* [WORK TO COMPLETE] Would you copy each line of the records that includes the word "await"?

━━━ DATA EXCERPTS ━━━

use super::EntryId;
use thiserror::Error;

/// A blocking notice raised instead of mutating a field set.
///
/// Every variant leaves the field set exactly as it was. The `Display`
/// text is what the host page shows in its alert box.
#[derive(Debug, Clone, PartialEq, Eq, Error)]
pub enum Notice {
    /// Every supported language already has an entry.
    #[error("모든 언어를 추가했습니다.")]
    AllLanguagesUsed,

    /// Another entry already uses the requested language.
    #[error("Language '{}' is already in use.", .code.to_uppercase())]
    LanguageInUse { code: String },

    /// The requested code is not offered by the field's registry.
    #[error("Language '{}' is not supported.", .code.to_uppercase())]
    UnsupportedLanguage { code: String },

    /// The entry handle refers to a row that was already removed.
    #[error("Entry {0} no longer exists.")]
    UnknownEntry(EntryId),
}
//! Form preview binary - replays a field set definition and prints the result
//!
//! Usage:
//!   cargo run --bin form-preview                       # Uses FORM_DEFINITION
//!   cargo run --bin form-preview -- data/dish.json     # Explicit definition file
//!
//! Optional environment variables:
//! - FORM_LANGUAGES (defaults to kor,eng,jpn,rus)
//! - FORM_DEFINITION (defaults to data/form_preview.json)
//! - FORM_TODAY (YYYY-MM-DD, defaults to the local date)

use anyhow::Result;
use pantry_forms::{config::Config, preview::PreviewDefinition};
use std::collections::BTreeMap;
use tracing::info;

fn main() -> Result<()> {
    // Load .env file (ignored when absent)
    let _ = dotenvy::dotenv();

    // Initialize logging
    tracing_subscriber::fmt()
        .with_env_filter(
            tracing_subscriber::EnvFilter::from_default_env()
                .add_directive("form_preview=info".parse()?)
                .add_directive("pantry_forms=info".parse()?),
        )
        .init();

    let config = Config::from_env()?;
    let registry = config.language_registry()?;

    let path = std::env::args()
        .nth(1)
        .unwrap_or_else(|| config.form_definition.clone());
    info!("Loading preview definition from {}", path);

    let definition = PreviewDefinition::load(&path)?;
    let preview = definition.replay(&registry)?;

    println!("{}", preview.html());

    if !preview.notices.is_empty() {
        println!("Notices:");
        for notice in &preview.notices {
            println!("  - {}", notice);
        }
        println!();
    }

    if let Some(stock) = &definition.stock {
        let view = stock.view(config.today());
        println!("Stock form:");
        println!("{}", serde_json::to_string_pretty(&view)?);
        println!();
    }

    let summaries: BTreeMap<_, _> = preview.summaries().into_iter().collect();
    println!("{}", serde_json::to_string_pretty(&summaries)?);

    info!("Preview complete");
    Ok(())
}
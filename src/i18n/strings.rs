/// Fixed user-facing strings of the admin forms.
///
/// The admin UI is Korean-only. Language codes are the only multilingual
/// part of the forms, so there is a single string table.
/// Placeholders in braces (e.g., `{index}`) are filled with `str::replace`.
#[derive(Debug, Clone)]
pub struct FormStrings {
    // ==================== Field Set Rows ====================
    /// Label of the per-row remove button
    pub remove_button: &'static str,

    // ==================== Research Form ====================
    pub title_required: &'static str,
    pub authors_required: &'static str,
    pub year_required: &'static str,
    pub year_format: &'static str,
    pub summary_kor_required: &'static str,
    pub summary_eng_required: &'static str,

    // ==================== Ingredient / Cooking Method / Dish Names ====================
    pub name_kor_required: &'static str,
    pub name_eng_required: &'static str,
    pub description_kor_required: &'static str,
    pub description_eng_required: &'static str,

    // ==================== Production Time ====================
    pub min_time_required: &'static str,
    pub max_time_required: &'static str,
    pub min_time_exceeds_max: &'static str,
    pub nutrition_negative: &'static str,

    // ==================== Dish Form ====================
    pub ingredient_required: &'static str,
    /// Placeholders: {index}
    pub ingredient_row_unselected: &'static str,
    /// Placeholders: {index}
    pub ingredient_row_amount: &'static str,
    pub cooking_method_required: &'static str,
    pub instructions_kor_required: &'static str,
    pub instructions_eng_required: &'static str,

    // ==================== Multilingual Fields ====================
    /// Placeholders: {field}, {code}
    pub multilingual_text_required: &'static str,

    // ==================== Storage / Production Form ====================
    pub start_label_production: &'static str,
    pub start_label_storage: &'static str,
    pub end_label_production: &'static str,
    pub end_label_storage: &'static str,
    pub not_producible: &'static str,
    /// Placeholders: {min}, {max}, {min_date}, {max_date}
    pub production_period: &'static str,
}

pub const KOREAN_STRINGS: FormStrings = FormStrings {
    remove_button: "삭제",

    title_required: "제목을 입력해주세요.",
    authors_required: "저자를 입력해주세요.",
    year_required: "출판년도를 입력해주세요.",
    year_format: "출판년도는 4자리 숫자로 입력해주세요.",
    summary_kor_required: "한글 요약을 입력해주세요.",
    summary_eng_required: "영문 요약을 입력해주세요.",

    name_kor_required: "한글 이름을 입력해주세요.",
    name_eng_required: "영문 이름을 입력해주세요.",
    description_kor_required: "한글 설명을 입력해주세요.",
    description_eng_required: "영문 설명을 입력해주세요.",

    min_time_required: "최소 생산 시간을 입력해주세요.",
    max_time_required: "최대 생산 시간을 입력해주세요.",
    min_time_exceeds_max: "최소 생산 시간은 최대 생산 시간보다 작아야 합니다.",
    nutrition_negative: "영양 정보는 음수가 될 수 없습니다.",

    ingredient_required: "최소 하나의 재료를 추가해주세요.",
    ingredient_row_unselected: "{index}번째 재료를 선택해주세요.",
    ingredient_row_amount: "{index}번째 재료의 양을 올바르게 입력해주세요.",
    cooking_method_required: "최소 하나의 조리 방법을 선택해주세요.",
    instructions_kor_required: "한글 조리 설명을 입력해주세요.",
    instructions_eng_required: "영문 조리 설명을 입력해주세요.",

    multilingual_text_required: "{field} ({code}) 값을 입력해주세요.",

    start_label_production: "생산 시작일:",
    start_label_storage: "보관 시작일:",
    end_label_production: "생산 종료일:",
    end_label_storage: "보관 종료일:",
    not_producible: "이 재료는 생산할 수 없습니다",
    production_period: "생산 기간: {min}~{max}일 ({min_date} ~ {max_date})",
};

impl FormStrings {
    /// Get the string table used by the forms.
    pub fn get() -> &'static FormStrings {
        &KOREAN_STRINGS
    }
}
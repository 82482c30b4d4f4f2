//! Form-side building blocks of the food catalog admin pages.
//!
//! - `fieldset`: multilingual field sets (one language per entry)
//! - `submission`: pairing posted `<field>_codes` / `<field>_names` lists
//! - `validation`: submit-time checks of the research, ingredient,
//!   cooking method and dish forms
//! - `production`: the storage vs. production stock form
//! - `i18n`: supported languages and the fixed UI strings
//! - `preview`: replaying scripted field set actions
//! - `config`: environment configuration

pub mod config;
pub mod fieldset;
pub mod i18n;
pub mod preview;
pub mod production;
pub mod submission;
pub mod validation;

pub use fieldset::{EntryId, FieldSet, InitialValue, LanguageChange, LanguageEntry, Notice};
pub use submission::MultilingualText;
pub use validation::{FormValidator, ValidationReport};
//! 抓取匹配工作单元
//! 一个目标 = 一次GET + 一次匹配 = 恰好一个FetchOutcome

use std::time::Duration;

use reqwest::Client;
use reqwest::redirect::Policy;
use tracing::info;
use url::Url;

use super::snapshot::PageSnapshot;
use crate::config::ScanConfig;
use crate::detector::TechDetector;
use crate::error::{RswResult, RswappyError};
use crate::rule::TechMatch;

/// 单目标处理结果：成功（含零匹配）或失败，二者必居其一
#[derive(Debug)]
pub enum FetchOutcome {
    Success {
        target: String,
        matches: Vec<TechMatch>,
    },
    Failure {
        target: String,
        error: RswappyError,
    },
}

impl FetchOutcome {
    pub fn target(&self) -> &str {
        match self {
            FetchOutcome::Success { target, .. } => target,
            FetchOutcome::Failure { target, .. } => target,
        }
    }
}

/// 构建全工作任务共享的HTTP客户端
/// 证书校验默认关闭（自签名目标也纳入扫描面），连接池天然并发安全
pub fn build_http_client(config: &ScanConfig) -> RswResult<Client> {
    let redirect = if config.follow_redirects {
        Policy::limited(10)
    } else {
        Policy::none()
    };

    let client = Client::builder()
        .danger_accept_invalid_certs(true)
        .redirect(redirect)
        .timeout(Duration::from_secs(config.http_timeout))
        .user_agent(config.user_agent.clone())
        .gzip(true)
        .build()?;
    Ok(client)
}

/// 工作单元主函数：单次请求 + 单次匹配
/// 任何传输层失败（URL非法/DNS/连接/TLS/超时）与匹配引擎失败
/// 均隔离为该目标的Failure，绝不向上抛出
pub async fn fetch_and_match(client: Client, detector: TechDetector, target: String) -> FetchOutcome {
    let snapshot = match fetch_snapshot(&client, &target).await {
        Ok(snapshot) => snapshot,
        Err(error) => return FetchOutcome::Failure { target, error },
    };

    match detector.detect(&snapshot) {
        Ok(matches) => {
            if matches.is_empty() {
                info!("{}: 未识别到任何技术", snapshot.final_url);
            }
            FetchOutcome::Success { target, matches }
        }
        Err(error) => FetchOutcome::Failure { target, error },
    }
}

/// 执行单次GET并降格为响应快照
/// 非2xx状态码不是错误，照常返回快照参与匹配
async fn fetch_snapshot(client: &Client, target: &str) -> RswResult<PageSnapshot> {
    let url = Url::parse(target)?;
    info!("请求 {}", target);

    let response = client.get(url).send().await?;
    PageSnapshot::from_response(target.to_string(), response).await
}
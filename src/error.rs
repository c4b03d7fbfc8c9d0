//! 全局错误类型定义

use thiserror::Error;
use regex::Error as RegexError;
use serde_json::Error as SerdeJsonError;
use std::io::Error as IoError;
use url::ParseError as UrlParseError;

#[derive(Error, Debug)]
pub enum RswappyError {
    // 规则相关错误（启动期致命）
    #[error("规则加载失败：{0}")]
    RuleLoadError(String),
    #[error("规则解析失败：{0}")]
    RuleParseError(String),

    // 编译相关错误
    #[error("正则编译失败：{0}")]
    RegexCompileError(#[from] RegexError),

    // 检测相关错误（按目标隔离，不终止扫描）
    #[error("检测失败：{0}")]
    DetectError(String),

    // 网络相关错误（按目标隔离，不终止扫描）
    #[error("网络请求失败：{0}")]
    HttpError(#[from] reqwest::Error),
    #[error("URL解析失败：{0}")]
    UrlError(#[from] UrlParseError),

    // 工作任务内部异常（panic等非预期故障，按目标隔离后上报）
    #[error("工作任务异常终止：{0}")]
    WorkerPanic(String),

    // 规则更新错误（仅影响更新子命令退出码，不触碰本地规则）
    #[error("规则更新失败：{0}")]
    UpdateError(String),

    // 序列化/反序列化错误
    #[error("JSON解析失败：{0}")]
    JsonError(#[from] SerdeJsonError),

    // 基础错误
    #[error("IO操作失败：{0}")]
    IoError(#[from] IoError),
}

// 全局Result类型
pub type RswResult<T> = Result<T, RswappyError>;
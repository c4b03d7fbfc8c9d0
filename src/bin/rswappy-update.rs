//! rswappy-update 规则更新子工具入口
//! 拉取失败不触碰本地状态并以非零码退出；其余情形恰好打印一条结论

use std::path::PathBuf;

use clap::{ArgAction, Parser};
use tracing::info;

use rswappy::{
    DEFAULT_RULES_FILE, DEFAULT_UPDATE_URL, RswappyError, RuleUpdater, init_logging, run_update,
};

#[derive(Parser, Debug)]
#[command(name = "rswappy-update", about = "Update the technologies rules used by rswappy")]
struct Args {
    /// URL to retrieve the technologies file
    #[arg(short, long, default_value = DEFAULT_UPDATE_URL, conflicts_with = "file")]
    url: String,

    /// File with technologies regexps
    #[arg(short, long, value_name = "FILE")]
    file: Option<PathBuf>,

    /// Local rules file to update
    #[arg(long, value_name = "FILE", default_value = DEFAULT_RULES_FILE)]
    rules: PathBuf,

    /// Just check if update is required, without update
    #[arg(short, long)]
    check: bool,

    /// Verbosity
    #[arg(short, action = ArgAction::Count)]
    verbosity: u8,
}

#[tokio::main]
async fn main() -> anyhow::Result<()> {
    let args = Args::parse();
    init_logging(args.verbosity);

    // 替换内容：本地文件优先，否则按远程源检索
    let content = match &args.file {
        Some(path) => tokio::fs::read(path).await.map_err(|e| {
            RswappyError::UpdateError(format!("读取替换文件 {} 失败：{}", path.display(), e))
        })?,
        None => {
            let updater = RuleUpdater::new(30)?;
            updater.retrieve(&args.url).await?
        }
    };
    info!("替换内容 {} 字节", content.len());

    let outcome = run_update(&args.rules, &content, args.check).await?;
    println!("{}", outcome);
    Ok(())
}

━━━

* [RESULT OF THIS TASK]
    let snapshot = match fetch_snapshot(&client, &target).await {
    let response = client.get(url).send().await?;
    PageSnapshot::from_response(target.to_string(), response).await
        Some(path) => tokio::fs::read(path).await.map_err(|e| {
            updater.retrieve(&args.url).await?
    let outcome = run_update(&args.rules, &content, args.check).await?;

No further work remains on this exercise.